[imgbelt img=prison.jpeg]
Where does a prisoner live? Where is his “residence”? How the U.S. Census Bureau answers that question will change the reported size and racial make-up of several rural areas, according to a Washington Post story. For example, one New York state senate district running up to the Canadian border has 13 prisons and more than 13,500 prisoners (earning the rural territory the nickname “Little Siberia”). The prisoners can’t vote. They “reside” there by court order and will leave as soon as they can. They are also disproportionately black and Hispanic. But they are counted as residents when it comes time to draw legislative districts.

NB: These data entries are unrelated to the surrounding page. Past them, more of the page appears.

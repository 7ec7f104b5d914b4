// SPDX-License-Identifier: Apache-2.0 OR MIT
// Copyright (c) 2025-2026 naskel.com

//! RPC Client (Requester) implementation.

use crate::config::{ClientConfig, INITIAL_SEQID, SUCCESS_FIELD};
use crate::exception::{ApplicationException, ExceptionType};
use crate::payload::{Payload, PayloadError};
use crate::protocol::{MessageHeader, Protocol, SplitProtocol};
use crate::rpc::error::{RpcError, RpcResult};
use crate::rpc::service::{MethodDescriptor, ServiceDescriptor};
use crate::types::{MessageType, Value};
use std::sync::Arc;

/// RPC client for one service.
///
/// Calls are synchronous: each call writes one request and, unless the
/// method is oneway, blocks for the matching reply.
///
/// # Example
///
/// ```rust,no_run
/// use trpc::payload::StructRegistry;
/// use trpc::protocol::MemoryProtocol;
/// use trpc::rpc::{Client, MethodDef, ServiceDescriptor};
/// use trpc::types::TypeShape;
///
/// let registry = StructRegistry::new();
/// let service = ServiceDescriptor::builder("calc", "Calculator")
///     .method(
///         MethodDef::new("add")
///             .arg(1, "a", TypeShape::I32)
///             .arg(2, "b", TypeShape::I32)
///             .returns(TypeShape::I32),
///     )
///     .build(&registry)
///     .unwrap();
///
/// let (client_end, _server_end) = MemoryProtocol::pair();
/// let mut client = Client::new(service, client_end);
/// let sum = client.call("add", vec![1i32.into(), 2i32.into()]).unwrap();
/// ```
pub struct Client<P: Protocol> {
    service: Arc<ServiceDescriptor>,
    prot: P,
    config: ClientConfig,
    seqid: i32,
    last_reply: Option<MessageHeader>,
}

impl<P: Protocol> Client<P> {
    pub fn new(service: Arc<ServiceDescriptor>, prot: P) -> Self {
        Self::with_config(service, prot, ClientConfig::default())
    }

    pub fn with_config(service: Arc<ServiceDescriptor>, prot: P, config: ClientConfig) -> Self {
        Self {
            service,
            prot,
            config,
            seqid: INITIAL_SEQID,
            last_reply: None,
        }
    }

    pub fn service(&self) -> &Arc<ServiceDescriptor> {
        &self.service
    }

    /// Callable method names.
    pub fn methods(&self) -> Vec<&str> {
        self.service.method_names()
    }

    /// Sequence id the next call will use.
    pub fn next_seqid(&self) -> i32 {
        self.seqid
    }

    /// Header of the last reply received.
    pub fn last_reply(&self) -> Option<&MessageHeader> {
        self.last_reply.as_ref()
    }

    /// Call `method` with positional arguments in ascending field-id order.
    ///
    /// Returns `Ok(None)` for oneway and void methods.
    pub fn call(&mut self, method: &str, args: Vec<Value>) -> RpcResult<Option<Value>> {
        self.call_with(method, args, Vec::<(String, Value)>::new())
    }

    /// Call `method` with positional then keyword arguments.
    ///
    /// A keyword naming a field also given positionally overrides it.
    ///
    /// # Errors
    /// * [`RpcError::UnknownMethod`] before anything is written
    /// * [`RpcError::Declared`] when the reply carries a declared exception
    /// * [`RpcError::Application`] for EXCEPTION replies and `MISSING_RESULT`
    pub fn call_with<K: Into<String>>(
        &mut self,
        method: &str,
        args: Vec<Value>,
        kwargs: Vec<(K, Value)>,
    ) -> RpcResult<Option<Value>> {
        let service = self.service.clone();
        let desc = service
            .method(method)
            .ok_or_else(|| RpcError::UnknownMethod(method.to_string()))?;

        let request = bind_args(desc, args, kwargs)?;
        let seqid = self.seqid;
        self.send(desc, &request, seqid)?;
        self.seqid = self.seqid.wrapping_add(1);

        if desc.is_oneway() {
            return Ok(None);
        }
        self.recv(desc, seqid)
    }

    fn send(&mut self, desc: &MethodDescriptor, request: &Payload, seqid: i32) -> RpcResult<()> {
        log::debug!("[rpc] call {}.{} seq={}", self.service.name(), desc.name(), seqid);
        self.prot
            .write_message_begin(desc.name(), MessageType::Call, seqid)?;
        self.prot.write_struct(request)?;
        self.prot.write_message_end()?;
        self.prot.flush()?;
        Ok(())
    }

    fn recv(&mut self, desc: &MethodDescriptor, seqid: i32) -> RpcResult<Option<Value>> {
        let header = self.prot.read_message_begin()?;

        if header.kind == MessageType::Exception {
            let exception = ApplicationException::read(&mut self.prot)?;
            self.prot.read_message_end()?;
            self.check_reply(&header, desc, seqid)?;
            self.last_reply = Some(header);
            log::debug!("[rpc] {} failed remotely: {}", desc.name(), exception);
            return Err(RpcError::Application(exception));
        }

        let mut result = desc.result().new_instance();
        self.prot.read_struct(&mut result)?;
        self.prot.read_message_end()?;
        self.check_reply(&header, desc, seqid)?;
        self.last_reply = Some(header);

        unpack_result(desc, result)
    }

    fn check_reply(
        &self,
        header: &MessageHeader,
        desc: &MethodDescriptor,
        seqid: i32,
    ) -> RpcResult<()> {
        if !self.config.strict_replies {
            return Ok(());
        }
        if header.name != desc.name() {
            return Err(RpcError::application_with_message(
                ExceptionType::WrongMethodName,
                format!("expected reply to '{}', got '{}'", desc.name(), header.name),
            ));
        }
        if header.seqid != seqid {
            return Err(RpcError::application_with_message(
                ExceptionType::BadSequenceId,
                format!("expected seqid {}, got {}", seqid, header.seqid),
            ));
        }
        Ok(())
    }

    /// Close the underlying protocol.
    pub fn close(&mut self) -> RpcResult<()> {
        self.prot.close()?;
        Ok(())
    }

    pub fn into_inner(self) -> P {
        self.prot
    }
}

impl<I: Protocol, O: Protocol> Client<SplitProtocol<I, O>> {
    /// Client reading replies from `input` and writing calls to `output`.
    pub fn with_streams(service: Arc<ServiceDescriptor>, input: I, output: O) -> Self {
        Self::new(service, SplitProtocol::new(input, output))
    }
}

fn bind_args<K: Into<String>>(
    desc: &MethodDescriptor,
    args: Vec<Value>,
    kwargs: Vec<(K, Value)>,
) -> RpcResult<Payload> {
    let ty = desc.args();
    if args.len() > ty.spec().len() {
        return Err(RpcError::Payload(PayloadError::TooManyArguments {
            type_name: ty.name().to_string(),
            given: args.len(),
            max: ty.spec().len(),
        }));
    }

    let mut request = ty.new_instance();
    for (name, value) in ty.spec().names().zip(args) {
        request.set(name, value)?;
    }
    for (name, value) in kwargs {
        request.set(&name.into(), value)?;
    }
    Ok(request)
}

/// Success value, else the first set declared exception, else
/// `MISSING_RESULT` for methods that return a value.
fn unpack_result(desc: &MethodDescriptor, mut result: Payload) -> RpcResult<Option<Value>> {
    if desc.returns_value() {
        let success = result.take(SUCCESS_FIELD)?;
        if success.is_set() {
            return Ok(Some(success));
        }
    }

    for field in desc.result().spec().iter() {
        if field.name == SUCCESS_FIELD {
            continue;
        }
        match result.take(&field.name)? {
            Value::Null => {}
            Value::Struct(exception) => return Err(RpcError::Declared(*exception)),
            other => {
                return Err(RpcError::application_with_message(
                    ExceptionType::ProtocolError,
                    format!("field '{}' of result holds a non-struct value {}", field.name, other),
                ))
            }
        }
    }

    if desc.returns_value() {
        return Err(RpcError::Application(ApplicationException::new(
            ExceptionType::MissingResult,
        )));
    }
    Ok(None)
}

The Prison Policy Initiative contends that “counting inmates in prisons distorts population numbers in New York and several other states. Rural areas are shown to be more populous than they are, these critics say, while urban areas — which produce most of the inmates — are routinely under-counted,” write reporter Keith Richburg. “States and counties rely on population numbers from the census to draw their legislative districts. In New York and some other states, Republicans continue to have clout in legislatures because they are elected from safely conservative, rural districts even as those areas lose people….’It’s systemic distortion,’ said Peter Wagner, executive director of the Massachusetts-based Prison Policy Initiative. ‘You have a disproportionately black and Hispanic male population that is counted in the wrong spot.’”
An alternative would be to count the prisoners at their last known address, a method that would reduce the number of people the Census counts in some rural communities. And that would change the size and number of rural legislative districts.